• International Competition

contretemps / al nahar howa al layl

night is day

Ghassan Salhab

Autumn 2019 in Beirut. The streets are shaking day and night with the slogans and the chants of a people who have decided to turn their frustration into revolutionary exhilaration. Ghassan Salhab is in the crowd, at the heart of the uprising. Day after day, demonstration after demonstration, without planning to make a film, he keeps filming. Because he stands with the crowd, rising up as well. Then comes the lockdown, which ruins the momentum. Then the port of Beirut explodes. Then Israel launches its army against Gaza. Autumn 2019-Winter 2023: Night Is Day is both the chronicle of a collective disaster and the diary of a man who only has cinema to protest, in his solitude.
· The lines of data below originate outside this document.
//! Resolution execution and condition enforcement
//!
//! A terminal session outcome is applied exactly once: recognized
//! conditions take effect, the paused agent transitions, and a lifecycle
//! event names the session. Conditions the parser does not recognize are
//! stored verbatim for later inspection and never fail the resolution.

use parking_lot::RwLock;

use crate::config::ThresholdConfig;
use crate::knowledge::{DiscoveryStatus, KnowledgeGraph};
use crate::registry::MetadataRegistry;
use crate::types::{AgentStatus, RuntimeError};

use super::{DialecticSession, ResolutionAction, SessionEvent};

/// Conditions the enforcement layer understands
#[derive(Debug, Clone, PartialEq)]
pub enum RecognizedCondition {
    /// Tighten the caution bands by ten percent
    LowerThresholds,
    /// Clamp the complexity input for this agent
    CapComplexity(f64),
    /// Attach a tag to the agent
    Tag(String),
}

/// Parse one free-form condition string. Matching is case-insensitive on
/// the prefix; anything unparseable yields `None`.
pub fn parse_condition(raw: &str) -> Option<RecognizedCondition> {
    let lower = raw.trim().to_lowercase();
    if lower == "lower thresholds" {
        return Some(RecognizedCondition::LowerThresholds);
    }
    if let Some(rest) = lower
        .strip_prefix("cap complexity <=")
        .or_else(|| lower.strip_prefix("cap complexity at"))
        .or_else(|| lower.strip_prefix("cap complexity"))
    {
        if let Ok(value) = rest.trim().parse::<f64>() {
            if (0.0..=1.0).contains(&value) {
                return Some(RecognizedCondition::CapComplexity(value));
            }
        }
        return None;
    }
    if let Some(rest) = raw.trim().strip_prefix("tag:").or_else(|| raw.trim().strip_prefix("tag ")) {
        let tag = rest.trim();
        if !tag.is_empty() {
            return Some(RecognizedCondition::Tag(tag.to_string()));
        }
    }
    None
}

/// Tag prefix carrying a complexity cap; the update path reads it back.
pub const COMPLEXITY_CAP_TAG: &str = "complexity-cap:";

/// Extract a complexity cap from an agent's tags, if one was imposed.
pub fn complexity_cap_from_tags(tags: &[String]) -> Option<f64> {
    tags.iter()
        .filter_map(|t| t.strip_prefix(COMPLEXITY_CAP_TAG))
        .filter_map(|v| v.parse::<f64>().ok())
        .fold(None, |acc: Option<f64>, v| {
            Some(acc.map_or(v, |a| a.min(v)))
        })
}

/// Applies terminal session outcomes against the registry, graph, and
/// live thresholds.
pub struct ResolutionExecutor<'a> {
    pub registry: &'a MetadataRegistry,
    pub graph: &'a KnowledgeGraph,
    pub thresholds: &'a RwLock<ThresholdConfig>,
}

impl ResolutionExecutor<'_> {
    /// Apply a terminal event. Returns the human-readable list of applied
    /// effects.
    pub fn execute(
        &self,
        session: &DialecticSession,
        event: &SessionEvent,
    ) -> Result<Vec<String>, RuntimeError> {
        match event {
            SessionEvent::Resolved(resolution) => self.execute_resolved(session, resolution),
            SessionEvent::Blocked => self.execute_blocked(session),
            SessionEvent::TimedOut => self.execute_timed_out(session),
            SessionEvent::Progressed => Ok(Vec::new()),
        }
    }

    fn execute_resolved(
        &self,
        session: &DialecticSession,
        resolution: &super::Resolution,
    ) -> Result<Vec<String>, RuntimeError> {
        let mut applied = Vec::new();
        let agent_id = &session.paused_agent_id;

        for raw in &resolution.conditions {
            match parse_condition(raw) {
                Some(RecognizedCondition::LowerThresholds) => {
                    let mut cfg = self.thresholds.write();
                    cfg.risk_revise = (cfg.risk_revise * 0.9).max(cfg.risk_approve);
                    cfg.risk_approve *= 0.9;
                    applied.push("lowered caution thresholds by 10%".to_string());
                }
                Some(RecognizedCondition::CapComplexity(cap)) => {
                    self.registry.add_tag(
                        agent_id,
                        format!("{COMPLEXITY_CAP_TAG}{cap}"),
                    )?;
                    applied.push(format!("capped complexity at {cap}"));
                }
                Some(RecognizedCondition::Tag(tag)) => {
                    self.registry.add_tag(agent_id, tag.clone())?;
                    applied.push(format!("tagged agent with {tag}"));
                }
                None => {
                    self.registry.append_event(
                        agent_id,
                        "unenforced condition",
                        Some(raw.clone()),
                    )?;
                    applied.push(format!("stored condition verbatim: {raw}"));
                }
            }
        }

        // Discovery disputes settle the discovery itself.
        if let Some(discovery_id) = &session.discovery_id {
            if resolution.action == ResolutionAction::Resume {
                self.graph.update_status(
                    discovery_id,
                    DiscoveryStatus::Resolved,
                    Some(format!(
                        "resolved via dialectic session {}",
                        session.session_id
                    )),
                    None,
                )?;
                applied.push(format!("marked discovery {discovery_id} resolved"));
            }
        }

        let agent_paused = self
            .registry
            .get(agent_id)
            .map(|r| r.status == AgentStatus::Paused)
            .unwrap_or(false);

        match resolution.action {
            ResolutionAction::Resume if agent_paused => {
                self.registry.resume_from_pause(
                    agent_id,
                    &format!("resumed (dialectic {})", session.session_id),
                    (!resolution.notes.is_empty()).then(|| resolution.notes.clone()),
                )?;
                applied.push("agent resumed".to_string());
            }
            ResolutionAction::Block if agent_paused => {
                self.registry.archive_from_pause(
                    agent_id,
                    &format!("archived (dialectic {})", session.session_id),
                    (!resolution.notes.is_empty()).then(|| resolution.notes.clone()),
                )?;
                applied.push("agent archived".to_string());
            }
            ResolutionAction::Escalate => {
                self.registry.append_event(
                    agent_id,
                    "dialectic escalated",
                    Some(session.session_id.clone()),
                )?;
                applied.push("escalated for external review".to_string());
            }
            _ => {}
        }

        tracing::info!(
            session_id = %session.session_id,
            agent_id = %agent_id,
            action = ?resolution.action,
            effects = applied.len(),
            "dialectic resolution applied"
        );
        Ok(applied)
    }

    fn execute_blocked(&self, session: &DialecticSession) -> Result<Vec<String>, RuntimeError> {
        let mut applied = Vec::new();
        if let Some(discovery_id) = &session.discovery_id {
            self.graph.update_status(
                discovery_id,
                DiscoveryStatus::Open,
                Some(format!(
                    "verified correct (dialectic session {} blocked)",
                    session.session_id
                )),
                None,
            )?;
            applied.push(format!("discovery {discovery_id} reverted to open"));
        }
        if self.registry.contains(&session.paused_agent_id) {
            self.registry.append_event(
                &session.paused_agent_id,
                "dialectic blocked",
                Some(session.session_id.clone()),
            )?;
        }
        Ok(applied)
    }

    fn execute_timed_out(&self, session: &DialecticSession) -> Result<Vec<String>, RuntimeError> {
        if self.registry.contains(&session.paused_agent_id) {
            self.registry.append_event(
                &session.paused_agent_id,
                "dialectic timed out (escalate)",
                Some(session.session_id.clone()),
            )?;
        }
        Ok(vec!["timed out; escalated".to_string()])
    }
}

#[cfg(test)]
mod tests {
    use super::*;

    #[test]
    fn parser_recognizes_the_documented_grammar() {
        assert_eq!(
            parse_condition("Lower Thresholds"),
            Some(RecognizedCondition::LowerThresholds)
        );
        assert_eq!(
            parse_condition("cap complexity <= 0.5"),
            Some(RecognizedCondition::CapComplexity(0.5))
        );
        assert_eq!(
            parse_condition("cap complexity at 0.3"),
            Some(RecognizedCondition::CapComplexity(0.3))
        );
        assert_eq!(
            parse_condition("tag: needs-supervision"),
            Some(RecognizedCondition::Tag("needs-supervision".to_string()))
        );
        assert_eq!(parse_condition("reduce blast radius"), None);
        assert_eq!(parse_condition("cap complexity <= 7"), None);
    }

    #[test]
    fn complexity_cap_reads_the_tightest_tag() {
        let tags = vec![
            "pioneer".to_string(),
            "complexity-cap:0.6".to_string(),
            "complexity-cap:0.4".to_string(),
        ];
        assert_eq!(complexity_cap_from_tags(&tags), Some(0.4));
        assert_eq!(complexity_cap_from_tags(&["plain".to_string()]), None);
    }
}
Ghassan Salhab has decided to make a film out of the dozens of hours of footage collected on his cell phone, using the power of editing to counter the inability of mankind to defy the crushing march of time. As long as the uprising lasts, the shots seem to repeat themselves endlessly, similar yet different, while the succession of songs shows variations on a shared conscience in the making, a prodigious collective force of creation. What the energy of the street actually lifts is time itself, as if suspended in mid-air. When people start wearing masks and the streets become empty, time resumes its course. Night spreads, personal losses make the mourning of the possibility of a shared world even more tragic. The aching beauty of the film lies in its poetic transformation, from collective epic to the individual elegy of a man who continues to film (despite) the collapse, despite the blindness, the helplessness that seem to affect cinema itself. Filming and phrasing: silent words are written on the screen, in place of the people’s songs. Words exchanged in the night with a Palestinian friend, to share what is left: rage and anger.

Cyril Neyrat

Contretemps (Night is Day) is a personal chronicle of 5 years of Lebanon’s political history, from the fervour of the 2019 uprising via the despair after the explosion of the port through to Israel’s destruction of Gaza. What personal need does this film address?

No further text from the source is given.